### [WHAT IS REQUIRED]
How many lines in these entries contain the string "StatusData"? Reply with the number alone.

Stored items
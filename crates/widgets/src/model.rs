use statline_config::{Settings, WidgetItem};
use statline_core::{DisplayStyle, RenderContext};

use crate::{labeled, style::StyleTable, Widget, LABELED_OR_PLAIN};

const MODEL_STYLES: StyleTable = StyleTable {
    styles: &[
        DisplayStyle::new("labeled", "Model: Sonnet 4.5"),
        DisplayStyle::new("plain", "Sonnet 4.5"),
        DisplayStyle::new("bracketed", "[Sonnet 4.5]"),
    ],
    default: "labeled",
    aliases: &[],
    legacy:  LABELED_OR_PLAIN,
};

/// Displays the active model's display name.
#[derive(Debug, Default)]
pub struct ModelWidget;

impl ModelWidget {
    pub fn new() -> Self {
        Self
    }
}

impl Widget for ModelWidget {
    fn default_color(&self) -> &'static str {
        "cyan"
    }

    fn display_name(&self) -> &'static str {
        "Model"
    }

    fn description(&self) -> &'static str {
        "Displays the model name (e.g., Sonnet 4.5)"
    }

    fn style_table(&self) -> &'static StyleTable {
        &MODEL_STYLES
    }

    fn supports_raw_value(&self) -> bool {
        true
    }

    fn render(
        &self,
        item: &WidgetItem,
        ctx: &RenderContext,
        _settings: &Settings,
    ) -> Option<String> {
        let name = if ctx.is_preview {
            "Sonnet 4.5"
        } else {
            ctx.data.as_ref()?.model.as_ref()?.display_name.as_deref()?
        };

        Some(match MODEL_STYLES.resolve(item) {
            "plain" => name.to_string(),
            "bracketed" => format!("[{name}]"),
            _ => format!("Model: {name}"),
        })
    }
}

const OUTPUT_STYLES: StyleTable = StyleTable {
    styles: &[
        DisplayStyle::new("labeled", "Style: default"),
        DisplayStyle::new("plain", "default"),
    ],
    default: "labeled",
    aliases: &[],
    legacy:  LABELED_OR_PLAIN,
};

/// Displays the session's output style name.
#[derive(Debug, Default)]
pub struct OutputStyleWidget;

impl OutputStyleWidget {
    pub fn new() -> Self {
        Self
    }
}

impl Widget for OutputStyleWidget {
    fn default_color(&self) -> &'static str {
        "cyan"
    }

    fn display_name(&self) -> &'static str {
        "Output Style"
    }

    fn description(&self) -> &'static str {
        "Shows the current output style"
    }

    fn style_table(&self) -> &'static StyleTable {
        &OUTPUT_STYLES
    }

    fn supports_raw_value(&self) -> bool {
        true
    }

    fn render(
        &self,
        item: &WidgetItem,
        ctx: &RenderContext,
        _settings: &Settings,
    ) -> Option<String> {
        let name = if ctx.is_preview {
            "default"
        } else {
            ctx.data.as_ref()?.output_style.as_ref()?.name.as_deref()?
        };
        Some(labeled("Style", name, OUTPUT_STYLES.resolve(item) == "plain"))
    }
}

#[cfg(test)]
mod tests {
    use super::*;
    use statline_core::StatusData;

    fn live(json: &str) -> RenderContext {
        let mut ctx = RenderContext::preview();
        ctx.is_preview = false;
        ctx.data = Some(StatusData::from_json(json).unwrap());
        ctx
    }

    #[test]
    fn model_styles() {
        let ctx = live(r#"{"model":{"display_name":"Opus 4.1"}}"#);
        let settings = Settings::default();
        let mut item = WidgetItem::new("1", "model");

        assert_eq!(ModelWidget.render(&item, &ctx, &settings).as_deref(), Some("Model: Opus 4.1"));
        item.raw_value = Some(true);
        assert_eq!(ModelWidget.render(&item, &ctx, &settings).as_deref(), Some("Opus 4.1"));
        item.display_style = Some("bracketed".into());
        assert_eq!(ModelWidget.render(&item, &ctx, &settings).as_deref(), Some("[Opus 4.1]"));
    }

    #[test]
    fn model_missing_is_none() {
        let ctx = live("{}");
        let item = WidgetItem::new("1", "model");
        assert_eq!(ModelWidget.render(&item, &ctx, &Settings::default()), None);
    }

    #[test]
    fn output_style_preview() {
        let item = WidgetItem::new("1", "output-style");
        let out = OutputStyleWidget.render(&item, &RenderContext::preview(), &Settings::default());
        assert_eq!(out.as_deref(), Some("Style: default"));
    }
}
//! Token, session and block metrics from the host's JSONL transcript.

use std::fs::File;
use std::io::{BufRead, BufReader};
use std::path::Path;
use std::time::Duration;

use chrono::{DateTime, DurationRound, TimeDelta, Utc};
use serde::Deserialize;
use statline_core::{BlockMetrics, Result, StatlineError, TokenMetrics};
use tracing::debug;

/// Length of one usage block.
const BLOCK_HOURS: i64 = 5;

#[derive(Debug, Default, Deserialize)]
#[serde(default, rename_all = "camelCase")]
struct Entry {
    timestamp:            Option<DateTime<Utc>>,
    is_sidechain:         bool,
    is_api_error_message: bool,
    message:              Option<Message>,
}

#[derive(Debug, Default, Deserialize)]
#[serde(default)]
struct Message {
    usage: Option<Usage>,
}

#[derive(Debug, Default, Clone, Copy, Deserialize)]
#[serde(default)]
struct Usage {
    input_tokens:                u64,
    output_tokens:               u64,
    cache_read_input_tokens:     u64,
    cache_creation_input_tokens: u64,
}

/// Everything the status line needs from one transcript.
#[derive(Debug, Clone, Default, PartialEq)]
pub struct TranscriptSummary {
    pub tokens:     TokenMetrics,
    /// Every timestamp seen, in file order.
    pub timestamps: Vec<DateTime<Utc>>,
}

impl TranscriptSummary {
    /// Time between the first and last entry.
    pub fn session_duration(&self) -> Option<Duration> {
        let first = self.timestamps.iter().min()?;
        let last = self.timestamps.iter().max()?;
        (*last - *first).to_std().ok()
    }

    /// The block containing the latest activity, if it is still open at
    /// `now`.  A block starts at the hour of its first entry; an entry five
    /// hours after the block start, or after a five-hour gap, opens a new
    /// one.
    pub fn active_block(&self, now: DateTime<Utc>) -> Option<BlockMetrics> {
        let span = TimeDelta::hours(BLOCK_HOURS);
        let mut sorted = self.timestamps.clone();
        sorted.sort();

        let mut block: Option<BlockMetrics> = None;
        for ts in sorted {
            block = match block {
                Some(b) if ts - b.start_time < span && ts - b.last_activity < span => {
                    Some(BlockMetrics { last_activity: ts, ..b })
                }
                _ => Some(BlockMetrics {
                    start_time: ts.duration_trunc(TimeDelta::hours(1)).unwrap_or(ts),
                    last_activity: ts,
                }),
            };
        }

        block.filter(|b| now - b.start_time < span && now - b.last_activity < span)
    }
}

/// Summarize the transcript at `path`.  Lines that are not valid JSON are
/// skipped.
pub fn summarize(path: &Path) -> Result<TranscriptSummary> {
    let file = File::open(path).map_err(|e| {
        StatlineError::Input(format!("cannot open transcript '{}': {e}", path.display()))
    })?;
    let reader = BufReader::new(file);

    let mut summary = TranscriptSummary::default();
    let mut latest_main: Option<(DateTime<Utc>, Usage)> = None;

    for line in reader.lines() {
        let line = line?;
        if line.trim().is_empty() {
            continue;
        }
        let entry: Entry = match serde_json::from_str(&line) {
            Ok(entry) => entry,
            Err(e) => {
                debug!("skipping transcript line: {e}");
                continue;
            }
        };

        if let Some(ts) = entry.timestamp {
            summary.timestamps.push(ts);
        }

        let Some(usage) = entry.message.and_then(|m| m.usage) else {
            continue;
        };
        let tokens = &mut summary.tokens;
        tokens.input_tokens += usage.input_tokens;
        tokens.output_tokens += usage.output_tokens;
        tokens.cached_tokens += usage.cache_read_input_tokens + usage.cache_creation_input_tokens;

        if entry.is_sidechain || entry.is_api_error_message {
            continue;
        }
        if let Some(ts) = entry.timestamp {
            if latest_main.map_or(true, |(seen, _)| ts >= seen) {
                latest_main = Some((ts, usage));
            }
        }
    }

    let tokens = &mut summary.tokens;
    tokens.total_tokens = tokens.input_tokens + tokens.output_tokens + tokens.cached_tokens;
    tokens.context_length = latest_main
        .map(|(_, u)| u.input_tokens + u.cache_read_input_tokens + u.cache_creation_input_tokens)
        .unwrap_or(0);

    Ok(summary)
}

#[cfg(test)]
mod tests {
    use super::*;
    use std::io::Write;

    fn ts(s: &str) -> DateTime<Utc> {
        s.parse().unwrap()
    }

    fn write_transcript(lines: &[&str]) -> tempfile::NamedTempFile {
        let mut file = tempfile::NamedTempFile::new().unwrap();
        for line in lines {
            writeln!(file, "{line}").unwrap();
        }
        file
    }

    #[test]
    fn sums_usage_and_tracks_context() {
        let file = write_transcript(&[
            r#"{"type":"user","timestamp":"2026-10-19T10:00:00Z"}"#,
            r#"{"type":"assistant","timestamp":"2026-10-19T10:00:05Z","message":{"usage":{"input_tokens":100,"output_tokens":50,"cache_read_input_tokens":1000,"cache_creation_input_tokens":200}}}"#,
            r#"{"type":"assistant","timestamp":"2026-10-19T10:05:00Z","isSidechain":true,"message":{"usage":{"input_tokens":7,"output_tokens":3}}}"#,
            "not json at all",
            r#"{"type":"assistant","timestamp":"2026-10-19T10:02:00Z","message":{"usage":{"input_tokens":10,"output_tokens":20,"cache_read_input_tokens":3000}}}"#,
        ]);

        let summary = summarize(file.path()).unwrap();
        assert_eq!(
            summary.tokens,
            TokenMetrics {
                input_tokens: 117,
                output_tokens: 73,
                cached_tokens: 4200,
                total_tokens: 4390,
                context_length: 3010,
            }
        );
        assert_eq!(summary.session_duration(), Some(Duration::from_secs(300)));
    }

    #[test]
    fn missing_transcript_is_input_error() {
        let err = summarize(Path::new("/definitely/not/here.jsonl")).unwrap_err();
        assert!(matches!(err, StatlineError::Input(_)));
    }

    #[test]
    fn block_starts_on_the_hour() {
        let summary = TranscriptSummary {
            timestamps: vec![ts("2026-10-19T09:40:00Z"), ts("2026-10-19T11:15:00Z")],
            ..TranscriptSummary::default()
        };
        let block = summary.active_block(ts("2026-10-19T12:00:00Z")).unwrap();
        assert_eq!(block.start_time, ts("2026-10-19T09:00:00Z"));
        assert_eq!(block.last_activity, ts("2026-10-19T11:15:00Z"));
    }

    #[test]
    fn long_gap_opens_new_block() {
        let summary = TranscriptSummary {
            timestamps: vec![ts("2026-10-19T01:10:00Z"), ts("2026-10-19T08:30:00Z")],
            ..TranscriptSummary::default()
        };
        let block = summary.active_block(ts("2026-10-19T09:00:00Z")).unwrap();
        assert_eq!(block.start_time, ts("2026-10-19T08:00:00Z"));
    }

    #[test]
    fn expired_block_is_none() {
        let summary = TranscriptSummary {
            timestamps: vec![ts("2026-10-19T01:10:00Z")],
            ..TranscriptSummary::default()
        };
        assert_eq!(summary.active_block(ts("2026-10-19T07:00:00Z")), None);
    }
}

### [ANSWER TO THIS EXERCISE]
2